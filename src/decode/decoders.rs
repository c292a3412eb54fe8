//! Decoder implementations
//!
//! Decoding is payload-driven: every key of an object is visited in payload
//! order and converted with the decoder its schema declares for it, or
//! passed through raw when the schema says nothing about it.

use super::types::{describe, Decoded, FieldDecoder, FieldValue, Payload, Record, RecordList, Schema, SchemaKind};
use super::xml::xml_to_tree;
use crate::error::{Error, Result};
use chrono::{DateTime, FixedOffset, NaiveDate, NaiveDateTime};
use rust_decimal::Decimal;
use serde_json::Value;
use std::str::FromStr;
use tracing::trace;

/// Maximum schema nesting followed before decoding gives up
pub const MAX_DEPTH: usize = 64;

// ============================================================================
// Entry points
// ============================================================================

/// Decode a payload against a schema
pub fn decode(schema: &Schema, payload: Payload<'_>) -> Result<Decoded> {
    let (raw, raw_content) = load(payload)?;
    trace!(schema = schema.name(), "decoding payload");
    decode_value(schema, raw, raw_content, 0)
}

/// Decode a payload that must produce a single record
pub fn decode_record(schema: &Schema, payload: Payload<'_>) -> Result<Record> {
    if schema.is_list() {
        return Err(Error::schema_mismatch(schema.name(), "a record schema", "a list schema"));
    }
    let (raw, raw_content) = load(payload)?;
    build_record(schema, raw, raw_content, 0)
}

/// Decode a payload that must produce a record list
pub fn decode_list(schema: &Schema, payload: Payload<'_>) -> Result<RecordList> {
    let SchemaKind::List {
        item,
        collection_keys,
    } = schema.kind()
    else {
        return Err(Error::schema_mismatch(schema.name(), "a list schema", "a record schema"));
    };
    let (raw, raw_content) = load(payload)?;
    build_list(schema, item, collection_keys, raw, raw_content, 0)
}

/// Parse JSON text keeping every numeric literal exact
pub fn parse_json(text: &str) -> Result<Value> {
    Ok(serde_json::from_str(text)?)
}

fn load(payload: Payload<'_>) -> Result<(Value, Option<String>)> {
    match payload {
        Payload::Json(text) => Ok((parse_json(text)?, Some(text.to_string()))),
        Payload::Xml(text) => Ok((xml_to_tree(text)?, Some(text.to_string()))),
        Payload::Tree(value) => Ok((value, None)),
    }
}

// ============================================================================
// Schema walking
// ============================================================================

fn decode_value(
    schema: &Schema,
    raw: Value,
    raw_content: Option<String>,
    depth: usize,
) -> Result<Decoded> {
    match schema.kind() {
        SchemaKind::Record { .. } => {
            build_record(schema, raw, raw_content, depth).map(Decoded::Record)
        }
        SchemaKind::List {
            item,
            collection_keys,
        } => build_list(
            schema,
            item,
            collection_keys,
            raw,
            raw_content,
            depth,
        )
        .map(Decoded::List),
    }
}

fn build_list(
    schema: &Schema,
    item: &Schema,
    collection_keys: &[String],
    raw: Value,
    raw_content: Option<String>,
    depth: usize,
) -> Result<RecordList> {
    if depth > MAX_DEPTH {
        return Err(Error::DepthExceeded { limit: MAX_DEPTH });
    }
    if item.is_list() {
        return Err(Error::schema_mismatch(
            item.name(),
            "a record item schema",
            "a list schema",
        ));
    }

    let source = match collection_keys {
        [] => Some(&raw),
        keys => match &raw {
            Value::Object(map) => keys.iter().find_map(|key| map.get(key)),
            // Already the sequence, as when the wrapper was unwrapped upstream
            Value::Array(_) => Some(&raw),
            Value::Null => None,
            other => {
                return Err(Error::schema_mismatch(
                    schema.name(),
                    "an object",
                    describe(other),
                ))
            }
        },
    };

    let elements: Vec<&Value> = match source {
        // A missing collection is an empty list, not an error
        None | Some(Value::Null) => Vec::new(),
        Some(Value::Array(values)) => values.iter().collect(),
        // A repeated XML element that occurred exactly once
        Some(single @ Value::Object(_)) => vec![single],
        Some(other) => {
            return Err(Error::schema_mismatch(
                schema.name(),
                "an array",
                describe(other),
            ))
        }
    };

    let mut items = Vec::with_capacity(elements.len());
    for element in elements {
        items.push(build_record(item, element.clone(), None, depth + 1)?);
    }

    trace!(schema = schema.name(), items = items.len(), "decoded list");
    Ok(RecordList::new(schema.name(), items, raw, raw_content))
}

fn build_record(
    schema: &Schema,
    raw: Value,
    raw_content: Option<String>,
    depth: usize,
) -> Result<Record> {
    if depth > MAX_DEPTH {
        return Err(Error::DepthExceeded { limit: MAX_DEPTH });
    }

    let Value::Object(map) = &raw else {
        return Err(Error::schema_mismatch(
            schema.name(),
            "an object",
            describe(&raw),
        ));
    };

    let mut fields = Vec::with_capacity(map.len());
    for (name, value) in map {
        let decoded = schema.decoder_for(name).decode(name, value, depth)?;
        fields.push((name.clone(), decoded));
    }

    let mut record = Record::new(schema.name(), raw, raw_content);
    for (name, value) in fields {
        record.push(name, value);
    }
    Ok(record)
}

impl FieldDecoder {
    /// Convert one raw value
    ///
    /// `field` is only used to label errors. An explicit `null` decodes to
    /// [`FieldValue::Null`] for every decoder kind.
    pub fn decode(&self, field: &str, raw: &Value, depth: usize) -> Result<FieldValue> {
        if raw.is_null() {
            return Ok(FieldValue::Null);
        }

        match self {
            FieldDecoder::Raw => Ok(FieldValue::Raw(raw.clone())),
            FieldDecoder::Decimal => decode_decimal(field, raw).map(FieldValue::Decimal),
            FieldDecoder::DateTime => decode_datetime(field, raw).map(FieldValue::DateTime),
            FieldDecoder::Date => decode_date(field, raw).map(FieldValue::Date),
            FieldDecoder::Nested(schema) => {
                match decode_value(schema, raw.clone(), None, depth + 1)? {
                    Decoded::Record(record) => Ok(FieldValue::Record(record)),
                    Decoded::List(list) => Ok(FieldValue::List(list)),
                }
            }
        }
    }
}

// ============================================================================
// Scalar decoders
// ============================================================================

/// Literal text of a scalar, used for both parsing and error messages
fn scalar_text(raw: &Value) -> Option<String> {
    match raw {
        Value::String(s) => Some(s.trim().to_string()),
        Value::Number(n) => Some(n.to_string()),
        _ => None,
    }
}

/// Parse an exact decimal from a JSON number or numeric string
pub fn decode_decimal(field: &str, raw: &Value) -> Result<Decimal> {
    let text = scalar_text(raw).ok_or_else(|| Error::parse(field, "decimal", raw.to_string()))?;

    let exact = exact_decimal(&text).ok_or_else(|| Error::parse(field, "decimal", text.clone()))?;

    // Prefer the parsed form when it agrees, it keeps trailing zeros
    Ok(Decimal::from_str(&text)
        .ok()
        .filter(|d| *d == exact)
        .unwrap_or(exact))
}

/// Build a decimal from a plain or scientific literal without rounding
///
/// `None` when the literal is malformed or needs more than 96 bits of
/// mantissa or 28 fractional digits.
fn exact_decimal(text: &str) -> Option<Decimal> {
    let (negative, unsigned) = match text.as_bytes().first()? {
        b'-' => (true, &text[1..]),
        b'+' => (false, &text[1..]),
        _ => (false, text),
    };
    let (mantissa, exponent) = match unsigned.split_once(['e', 'E']) {
        Some((mantissa, exponent)) => (mantissa, exponent.parse::<i64>().ok()?),
        None => (unsigned, 0),
    };
    let (int, frac) = mantissa.split_once('.').unwrap_or((mantissa, ""));
    if (int.is_empty() && frac.is_empty())
        || !int.bytes().chain(frac.bytes()).all(|b| b.is_ascii_digit())
    {
        return None;
    }

    let frac = frac.trim_end_matches('0');
    let digits = format!("{int}{frac}");
    let digits = digits.trim_start_matches('0');
    let mut value: i128 = match digits.len() {
        0 => 0,
        1..=38 => digits.parse().ok()?,
        _ => return None,
    };

    let mut scale = i64::try_from(frac.len()).ok()? - exponent;
    if scale < 0 {
        let factor = 10i128.checked_pow(u32::try_from(-scale).ok()?)?;
        value = value.checked_mul(factor)?;
        scale = 0;
    }
    if negative {
        value = -value;
    }

    Decimal::try_from_i128_with_scale(value, u32::try_from(scale).ok()?).ok()
}

/// Parse a timestamp, accepting the common ISO-8601 spellings
///
/// Values without an offset are taken to be UTC.
pub fn decode_datetime(field: &str, raw: &Value) -> Result<DateTime<FixedOffset>> {
    let Value::String(text) = raw else {
        return Err(Error::parse(field, "datetime", raw.to_string()));
    };
    let text = text.trim();

    if let Ok(dt) = DateTime::parse_from_rfc3339(text) {
        return Ok(dt);
    }
    if let Ok(dt) = DateTime::parse_from_str(text, "%Y-%m-%dT%H:%M:%S%.f%z") {
        return Ok(dt);
    }

    const NAIVE_FORMATS: [&str; 3] = ["%Y-%m-%dT%H:%M:%S%.f", "%Y-%m-%d %H:%M:%S%.f", "%Y-%m-%dT%H:%M"];
    for format in NAIVE_FORMATS {
        if let Ok(naive) = NaiveDateTime::parse_from_str(text, format) {
            return Ok(naive.and_utc().fixed_offset());
        }
    }

    if let Ok(date) = NaiveDate::parse_from_str(text, "%Y-%m-%d") {
        if let Some(midnight) = date.and_hms_opt(0, 0, 0) {
            return Ok(midnight.and_utc().fixed_offset());
        }
    }

    Err(Error::parse(field, "datetime", text))
}

/// Parse a strict `YYYY-MM-DD` date
///
/// Exactly three dash-separated numeric components are required; anything
/// else is an error rather than a missing value.
pub fn decode_date(field: &str, raw: &Value) -> Result<NaiveDate> {
    let Value::String(text) = raw else {
        return Err(Error::parse(field, "date", raw.to_string()));
    };

    let parts: Vec<&str> = text.split('-').collect();
    if parts.len() != 3 {
        return Err(Error::parse(field, "date", text.as_str()));
    }

    let invalid = || Error::parse(field, "date", text.as_str());
    let year: i32 = parts[0].trim().parse().map_err(|_| invalid())?;
    let month: u32 = parts[1].trim().parse().map_err(|_| invalid())?;
    let day: u32 = parts[2].trim().parse().map_err(|_| invalid())?;

    NaiveDate::from_ymd_opt(year, month, day).ok_or_else(invalid)
}
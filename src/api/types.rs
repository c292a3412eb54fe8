//! Request types for the resource façades
//!
//! Each type validates itself and converts into the [`XmlFields`] of its
//! request document.

use crate::encode::{XmlFields, XmlValue};
use crate::error::{Error, Result};
use crate::types::{OptionStringExt, TransporterCode};
use crate::xml_fields;
use chrono::{DateTime, FixedOffset, NaiveDate};

// ============================================================================
// Shipments
// ============================================================================

/// How a shipment reaches the customer
#[derive(Debug, Clone, PartialEq, Eq)]
pub enum ShipmentDelivery {
    /// A shipping label bought through the API
    Label { shipping_label_code: String },
    /// The retailer's own carrier
    Transport {
        transporter: Option<TransporterCode>,
        track_and_trace: Option<String>,
    },
}

/// Body of a `ShipmentRequest`
#[derive(Debug, Clone, PartialEq, Eq)]
pub struct ShipmentRequest {
    pub order_item_id: String,
    pub date_time: DateTime<FixedOffset>,
    pub expected_delivery_date: Option<NaiveDate>,
    pub shipment_reference: Option<String>,
    pub delivery: ShipmentDelivery,
}

impl ShipmentRequest {
    /// Shipment sent with the retailer's own carrier
    pub fn with_transport(
        order_item_id: impl Into<String>,
        date_time: DateTime<FixedOffset>,
        transporter: TransporterCode,
        track_and_trace: impl Into<String>,
    ) -> Self {
        Self {
            order_item_id: order_item_id.into(),
            date_time,
            expected_delivery_date: None,
            shipment_reference: None,
            delivery: ShipmentDelivery::Transport {
                transporter: Some(transporter),
                track_and_trace: Some(track_and_trace.into()),
            },
        }
    }

    /// Shipment sent with a purchased label
    pub fn with_label(
        order_item_id: impl Into<String>,
        date_time: DateTime<FixedOffset>,
        shipping_label_code: impl Into<String>,
    ) -> Self {
        Self {
            order_item_id: order_item_id.into(),
            date_time,
            expected_delivery_date: None,
            shipment_reference: None,
            delivery: ShipmentDelivery::Label {
                shipping_label_code: shipping_label_code.into(),
            },
        }
    }

    #[must_use]
    pub fn reference(mut self, reference: impl Into<String>) -> Self {
        self.shipment_reference = reference.into().none_if_empty();
        self
    }

    #[must_use]
    pub fn expected_delivery(mut self, date: NaiveDate) -> Self {
        self.expected_delivery_date = Some(date);
        self
    }

    pub fn validate(&self) -> Result<()> {
        if self.order_item_id.trim().is_empty() {
            return Err(Error::invalid_argument("order_item_id", "must not be empty"));
        }
        if let ShipmentDelivery::Label {
            shipping_label_code,
        } = &self.delivery
        {
            if shipping_label_code.trim().is_empty() {
                return Err(Error::invalid_argument(
                    "shipping_label_code",
                    "must not be empty",
                ));
            }
        }
        Ok(())
    }

    pub fn to_fields(&self) -> XmlFields {
        let mut fields = xml_fields! {
            "OrderItemId" => self.order_item_id.as_str(),
            "DateTime" => self.date_time,
            "ExpectedDeliveryDate" => self.expected_delivery_date,
            "ShipmentReference" => self.shipment_reference.clone(),
        };

        match &self.delivery {
            ShipmentDelivery::Label {
                shipping_label_code,
            } => {
                fields.insert(
                    "ShippingLabelCode".to_string(),
                    XmlValue::from(shipping_label_code.as_str()),
                );
            }
            ShipmentDelivery::Transport {
                transporter,
                track_and_trace,
            } => {
                fields.insert(
                    "Transport".to_string(),
                    XmlValue::Map(xml_fields! {
                        "TransporterCode" => *transporter,
                        "TrackAndTrace" => track_and_trace.clone(),
                    }),
                );
            }
        }

        fields
    }
}

// ============================================================================
// Invoices
// ============================================================================

/// Inclusive invoice period, sent as `from/to`
#[derive(Debug, Clone, Copy, PartialEq, Eq)]
pub struct InvoicePeriod {
    pub from: NaiveDate,
    pub to: NaiveDate,
}

impl InvoicePeriod {
    pub fn new(from: NaiveDate, to: NaiveDate) -> Result<Self> {
        if from > to {
            return Err(Error::invalid_argument(
                "period",
                format!("{from} is after {to}"),
            ));
        }
        Ok(Self { from, to })
    }

    pub fn query_value(&self) -> String {
        format!("{}/{}", self.from.format("%Y-%m-%d"), self.to.format("%Y-%m-%d"))
    }
}

// ============================================================================
// Inbounds
// ============================================================================

/// Delivery window of an inbound shipment
#[derive(Debug, Clone, Copy, PartialEq, Eq)]
pub struct TimeSlot {
    pub start: DateTime<FixedOffset>,
    pub end: DateTime<FixedOffset>,
}

/// Carrier delivering an inbound shipment to the warehouse
#[derive(Debug, Clone, PartialEq, Eq)]
pub struct FbbTransporter {
    pub code: String,
    pub name: String,
}

/// One announced product of an inbound shipment
#[derive(Debug, Clone, PartialEq, Eq)]
pub struct InboundProduct {
    pub ean: String,
    pub announced_quantity: u32,
}

impl InboundProduct {
    pub fn new(ean: impl Into<String>, announced_quantity: u32) -> Self {
        Self {
            ean: ean.into(),
            announced_quantity,
        }
    }
}

/// Body of an `InboundRequest`
#[derive(Debug, Clone, PartialEq, Eq)]
pub struct InboundRequest {
    pub reference: Option<String>,
    pub time_slot: TimeSlot,
    pub fbb_transporter: FbbTransporter,
    pub labelling_service: bool,
    pub products: Vec<InboundProduct>,
}

impl InboundRequest {
    pub fn validate(&self) -> Result<()> {
        if self.time_slot.start >= self.time_slot.end {
            return Err(Error::invalid_argument(
                "time_slot",
                "Start must be before End",
            ));
        }
        if self.fbb_transporter.code.trim().is_empty() {
            return Err(Error::invalid_argument("fbb_transporter", "Code is required"));
        }
        if self.fbb_transporter.name.trim().is_empty() {
            return Err(Error::invalid_argument("fbb_transporter", "Name is required"));
        }
        if self.products.is_empty() {
            return Err(Error::invalid_argument("products", "at least one product is required"));
        }
        for product in &self.products {
            if product.ean.is_empty() || !product.ean.chars().all(|c| c.is_ascii_digit()) {
                return Err(Error::invalid_argument(
                    "products",
                    format!("EAN '{}' must be numeric", product.ean),
                ));
            }
            if product.announced_quantity == 0 {
                return Err(Error::invalid_argument(
                    "products",
                    format!("AnnouncedQuantity for EAN {} must be positive", product.ean),
                ));
            }
        }
        Ok(())
    }

    pub fn to_fields(&self) -> XmlFields {
        let products: Vec<XmlFields> = self
            .products
            .iter()
            .map(|p| {
                xml_fields! {
                    "Product" => xml_fields! {
                        "EAN" => p.ean.as_str(),
                        "AnnouncedQuantity" => p.announced_quantity,
                    },
                }
            })
            .collect();

        xml_fields! {
            "Reference" => self.reference.clone(),
            "LabellingService" => self.labelling_service,
            "TimeSlot" => xml_fields! {
                "Start" => self.time_slot.start,
                "End" => self.time_slot.end,
            },
            "FbbTransporter" => xml_fields! {
                "Code" => self.fbb_transporter.code.as_str(),
                "Name" => self.fbb_transporter.name.as_str(),
            },
            "Products" => products,
        }
    }
}

// ============================================================================
// Inventory
// ============================================================================

/// Filters of the inventory listing
#[derive(Debug, Clone, Default, PartialEq, Eq)]
pub struct InventoryQuery {
    pub page: Option<u32>,
    /// Quantity range such as `0-10`
    pub quantity: Option<String>,
    /// `sufficient` or `insufficient`
    pub stock: Option<String>,
    /// `saleable` or `unsaleable`
    pub state: Option<String>,
    /// EAN, BSKU or title search
    pub query: Option<String>,
}

impl InventoryQuery {
    pub fn validate(&self) -> Result<()> {
        if self.page == Some(0) {
            return Err(Error::invalid_argument("page", "pages start at 1"));
        }
        Ok(())
    }
}
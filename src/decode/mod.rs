//! Response decoder module
//!
//! Supports: JSON text, XML text, pre-parsed trees
//!
//! # Overview
//!
//! A [`Schema`] names the decoder for each field of one payload shape.
//! [`decode`] walks a payload against a schema and produces a [`Record`] or
//! a [`RecordList`]. Fields the schema does not mention are kept as raw
//! values, so new API fields never break decoding.
//!
//! ```rust,ignore
//! use plaza_client::decode::{decode_list, Payload};
//! use plaza_client::models;
//!
//! let orders = decode_list(&models::ORDERS, Payload::Json(body))?;
//! for order in &orders {
//!     println!("{:?}", order.get("orderPlacedDateTime"));
//! }
//! ```

mod decoders;
mod types;
mod xml;

pub use decoders::{
    decode, decode_date, decode_datetime, decode_decimal, decode_list, decode_record, parse_json,
    MAX_DEPTH,
};
pub use types::{Decoded, FieldDecoder, FieldValue, Payload, Record, RecordList, Schema, SchemaKind};
pub use xml::{xml_to_tree, MAX_XML_DEPTH, TEXT_KEY};
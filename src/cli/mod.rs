//! CLI module
//!
//! Command-line interface of the `plaza` binary.
//!
//! # Commands
//!
//! - `orders`, `shipments`, `process-status`, `returns`, `inventory` - call the API
//! - `encode` - turn a JSON file of request fields into a request document
//! - `decode` - decode a saved response body against a model
//! - `models` - list the models `decode` accepts

mod commands;
mod runner;

pub use commands::{Cli, Commands, OutputFormat};
pub use runner::{decode_file, encode_file, Runner};
#[cfg(test)]
mod tests {
    use super::*;
    use crate::decode::{decode_list, decode_record, Payload};
    use chrono::{NaiveDate, TimeZone, Utc};
    use rust_decimal::Decimal;
    use std::str::FromStr;

    #[test]
    fn test_orders_property() {
        let body = r#"{"orders": [{"orderId": "1", "orderPlacedDateTime": "2021-01-01T10:00:00Z"}]}"#;
        let orders = decode_list(&ORDERS, Payload::Json(body)).unwrap();

        assert_eq!(orders.len(), 1);
        let order = &orders[0];
        assert_eq!(order.get("orderId").unwrap().as_str(), Some("1"));
        assert_eq!(
            order.get("orderPlacedDateTime").unwrap().as_datetime().unwrap(),
            &Utc.with_ymd_and_hms(2021, 1, 1, 10, 0, 0).unwrap()
        );
    }

    #[test]
    fn test_order_item_fulfilment_dates() {
        let body = r#"{"orders": [{"orderItems": [{
            "offerPrice": 19.99,
            "fulfilment": {"latestDeliveryDate": "2021-01-15", "pickUpPoints": [{"code": "A"}]}
        }]}]}"#;
        let orders = decode_list(&ORDERS, Payload::Json(body)).unwrap();

        let item = &orders[0].get("orderItems").unwrap().as_list().unwrap()[0];
        assert_eq!(item.get("offerPrice").unwrap().as_decimal().unwrap().to_string(), "19.99");

        let fulfilment = item.get("fulfilment").unwrap().as_record().unwrap();
        assert_eq!(
            fulfilment.get("latestDeliveryDate").unwrap().as_date(),
            NaiveDate::from_ymd_opt(2021, 1, 15)
        );
        assert_eq!(fulfilment.get("pickUpPoints").unwrap().as_list().unwrap().len(), 1);
    }

    #[test]
    fn test_orders_xml_elements_are_typed() {
        let xml = r#"<?xml version="1.0" encoding="UTF-8"?>
<bns:Orders xmlns:bns="https://plazaapi.bol.com/services/xsd/v2.1/plazaapi.xsd">
    <bns:Order>
        <bns:OrderId>4123456789</bns:OrderId>
        <bns:OrderPlacedDateTime>2021-01-01T10:00:00Z</bns:OrderPlacedDateTime>
        <bns:OrderItems>
            <bns:OrderItem>
                <bns:OrderItemId>6107434013</bns:OrderItemId>
                <bns:OfferPrice>19.99</bns:OfferPrice>
                <bns:TransactionFee>1.20</bns:TransactionFee>
            </bns:OrderItem>
            <bns:OrderItem>
                <bns:OrderItemId>6107434014</bns:OrderItemId>
                <bns:OfferPrice>5</bns:OfferPrice>
            </bns:OrderItem>
        </bns:OrderItems>
    </bns:Order>
</bns:Orders>"#;

        let orders = decode_list(&ORDERS, Payload::Xml(xml)).unwrap();
        assert_eq!(orders.len(), 1);
        assert_eq!(orders[0].get("OrderId").unwrap().as_str(), Some("4123456789"));

        let placed = orders[0].get("OrderPlacedDateTime").unwrap().as_datetime().unwrap();
        assert_eq!(placed.to_rfc3339(), "2021-01-01T10:00:00+00:00");

        let items = orders[0].get("OrderItems").unwrap().as_list().unwrap();
        assert_eq!(items.len(), 2);
        assert_eq!(
            items[0].get("OfferPrice").unwrap().as_decimal().map(|d| d.to_string()),
            Some("19.99".to_string())
        );
        assert_eq!(
            items[0].get("TransactionFee").unwrap().as_decimal().map(|d| d.to_string()),
            Some("1.20".to_string())
        );
    }

    #[test]
    fn test_single_xml_order_item_is_a_list() {
        let xml = "<Orders><Order><OrderItems><OrderItem><OfferPrice>3.50</OfferPrice></OrderItem></OrderItems></Order></Orders>";

        let orders = decode_list(&ORDERS, Payload::Xml(xml)).unwrap();
        let items = orders[0].get("OrderItems").unwrap().as_list().unwrap();
        assert_eq!(items.len(), 1);
        assert!(items[0].get("OfferPrice").unwrap().as_decimal().is_some());
    }

    #[test]
    fn test_shipments_xml_elements_are_typed() {
        let xml = r#"<Shipments xmlns="https://plazaapi.bol.com/services/xsd/v2.1/plazaapi.xsd">
    <Shipment>
        <ShipmentId>541757635</ShipmentId>
        <ShipmentDate>2018-04-17T10:55:37.000+02:00</ShipmentDate>
        <ShipmentItems>
            <ShipmentItem>
                <OrderId>4123456789</OrderId>
                <OrderDate>2018-04-17T10:54:12.000+02:00</OrderDate>
                <OfferPrice>35.99</OfferPrice>
            </ShipmentItem>
        </ShipmentItems>
        <Transport><TransportId>312778947</TransportId></Transport>
    </Shipment>
</Shipments>"#;

        let shipments = decode_list(&SHIPMENTS, Payload::Xml(xml)).unwrap();
        assert_eq!(shipments.len(), 1);
        assert!(shipments[0].get("ShipmentDate").unwrap().as_datetime().is_some());
        assert!(shipments[0].get("Transport").unwrap().as_record().is_some());

        let items = shipments[0].get("ShipmentItems").unwrap().as_list().unwrap();
        assert_eq!(items.len(), 1);
        assert!(items[0].get("OrderDate").unwrap().as_datetime().is_some());
        assert!(items[0].get("OfferPrice").unwrap().as_decimal().is_some());
    }

    #[test]
    fn test_missing_shipments_is_empty() {
        let shipments = decode_list(&SHIPMENTS, Payload::Json("{}")).unwrap();
        assert!(shipments.is_empty());
    }

    #[test]
    fn test_process_status_xml_links() {
        let xml = r#"<?xml version="1.0" encoding="UTF-8"?>
<ns1:ProcessStatus xmlns:ns1="https://plazaapi.bol.com/services/xsd/v2/plazaapi.xsd">
    <ns1:id>1</ns1:id>
    <ns1:eventType>CHANGE_TRANSPORT</ns1:eventType>
    <ns1:status>PENDING</ns1:status>
    <ns1:createTimestamp>2018-11-14T09:34:40.000+01:00</ns1:createTimestamp>
    <ns1:links>
        <ns1:link>
            <ns1:rel>self</ns1:rel>
            <ns1:href>https://plazaapi.bol.com/services/rest/process-status/v2/1</ns1:href>
        </ns1:link>
    </ns1:links>
</ns1:ProcessStatus>"#;

        let status = decode_record(&PROCESS_STATUS, Payload::Xml(xml)).unwrap();
        assert_eq!(status.get("status").unwrap().as_str(), Some("PENDING"));
        assert!(status.get("createTimestamp").unwrap().as_datetime().is_some());

        let links = status.get("links").unwrap().as_list().unwrap();
        assert_eq!(links.len(), 1);
        assert_eq!(links[0].get("rel").unwrap().as_str(), Some("self"));
    }

    #[test]
    fn test_process_status_json_links() {
        let body = r#"{"id": 1, "createTimestamp": "2018-11-14T09:34:40+01:00", "links": [{"rel": "self"}, {"rel": "next"}]}"#;
        let status = decode_record(&PROCESS_STATUS, Payload::Json(body)).unwrap();
        assert_eq!(status.get("links").unwrap().as_list().unwrap().len(), 2);
    }

    #[test]
    fn test_shipping_label_prices() {
        let body = r#"{"purchasableShippingLabels": [{"retailPrice": 6.95, "purchasePrice": "5.10", "discount": 0}]}"#;
        let labels = decode_list(&PURCHASABLE_SHIPPING_LABELS, Payload::Json(body)).unwrap();

        let label = &labels[0];
        assert_eq!(
            label.get("purchasePrice").unwrap().as_decimal(),
            Some(Decimal::from_str("5.10").unwrap())
        );
        assert_eq!(label.get("discount").unwrap().as_decimal(), Some(Decimal::ZERO));
    }

    #[test]
    fn test_inbounds_xml() {
        let xml = r#"<Inbounds xmlns="https://plazaapi.bol.com/services/xsd/v1/plazaapi.xsd">
    <TotalCount>2</TotalCount>
    <TotalPageCount>1</TotalPageCount>
    <Inbound>
        <Id>1124284930</Id>
        <Reference>FBB20180919</Reference>
        <CreationDate>2018-09-19T10:19:10+02:00</CreationDate>
        <TimeSlot>
            <Start>2018-09-26T08:00:00+02:00</Start>
            <End>2018-09-26T09:00:00+02:00</End>
        </TimeSlot>
        <FbbTransporter><Code>PostNL</Code><Name>PostNL</Name></FbbTransporter>
    </Inbound>
    <Inbound>
        <Id>1124284931</Id>
    </Inbound>
</Inbounds>"#;

        let inbounds = decode_list(&INBOUNDS, Payload::Xml(xml)).unwrap();
        assert_eq!(inbounds.len(), 2);
        assert_eq!(inbounds.raw_payload()["TotalCount"], "2");

        let slot = inbounds[0].get("TimeSlot").unwrap().as_record().unwrap();
        assert!(slot.get("Start").unwrap().as_datetime().is_some());
        assert_eq!(
            inbounds[0].get("FbbTransporter").unwrap().as_record().unwrap().get("Code").unwrap().as_str(),
            Some("PostNL")
        );
    }

    #[test]
    fn test_inventory_xml() {
        let xml = r#"<InventoryResponse xmlns="https://plazaapi.bol.com/services/xsd/v1/plazaapi.xsd">
    <TotalCount>1</TotalCount>
    <Offers>
        <Offer>
            <EAN>8718526069334</EAN>
            <Stock>10</Stock>
        </Offer>
    </Offers>
</InventoryResponse>"#;

        let inventory = decode_record(&INVENTORY_RESPONSE, Payload::Xml(xml)).unwrap();
        let offers = inventory.get("Offers").unwrap().as_list().unwrap();
        assert_eq!(offers.len(), 1);
        assert_eq!(offers[0].get("EAN").unwrap().as_str(), Some("8718526069334"));
    }

    #[test]
    fn test_catalog_lookup() {
        assert_eq!(get_schema("orders").unwrap().name(), "Orders");
        assert!(get_schema("unknown").is_none());

        let names = list_schemas();
        assert!(names.contains(&"inbounds"));
        assert!(names.windows(2).all(|w| w[0] < w[1]));
    }
}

* **TASK TO COMPLETE**:
A single figure is required: the number of lines above in which the word "pickUpPoints" occurs.

* **ANSWER AREA**:
2